Problem:
Copy exactly the lines of the data below that run from the line holding "from .env file" through the line holding "init_tracing(&config.logging);", both ends included.

Material for the task:

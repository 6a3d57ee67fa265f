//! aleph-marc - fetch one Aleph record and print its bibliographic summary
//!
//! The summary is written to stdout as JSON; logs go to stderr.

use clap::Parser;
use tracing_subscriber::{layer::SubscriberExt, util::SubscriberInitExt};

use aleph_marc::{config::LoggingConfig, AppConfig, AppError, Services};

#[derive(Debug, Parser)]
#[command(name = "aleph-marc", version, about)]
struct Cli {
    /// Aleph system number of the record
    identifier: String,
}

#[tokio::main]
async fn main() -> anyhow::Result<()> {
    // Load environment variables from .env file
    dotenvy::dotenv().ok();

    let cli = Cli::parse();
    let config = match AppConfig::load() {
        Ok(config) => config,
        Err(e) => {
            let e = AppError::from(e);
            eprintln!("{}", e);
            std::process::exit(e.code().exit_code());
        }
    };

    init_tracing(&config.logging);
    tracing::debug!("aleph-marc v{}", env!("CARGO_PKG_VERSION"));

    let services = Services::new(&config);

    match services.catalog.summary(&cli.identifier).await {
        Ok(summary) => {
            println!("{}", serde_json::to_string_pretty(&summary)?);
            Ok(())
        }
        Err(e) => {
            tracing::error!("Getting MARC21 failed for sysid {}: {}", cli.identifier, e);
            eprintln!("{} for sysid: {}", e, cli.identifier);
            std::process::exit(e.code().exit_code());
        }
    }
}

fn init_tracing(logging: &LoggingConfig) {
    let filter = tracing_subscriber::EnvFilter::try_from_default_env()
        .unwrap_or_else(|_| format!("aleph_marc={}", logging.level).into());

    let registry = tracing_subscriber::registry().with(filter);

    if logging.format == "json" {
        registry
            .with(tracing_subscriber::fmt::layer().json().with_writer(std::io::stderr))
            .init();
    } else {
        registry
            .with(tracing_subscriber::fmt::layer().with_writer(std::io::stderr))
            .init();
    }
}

Exercise output:
    // Load environment variables from .env file
    dotenvy::dotenv().ok();

    let cli = Cli::parse();
    let config = match AppConfig::load() {
        Ok(config) => config,
        Err(e) => {
            let e = AppError::from(e);
            eprintln!("{}", e);
            std::process::exit(e.code().exit_code());
        }
    };

    init_tracing(&config.logging);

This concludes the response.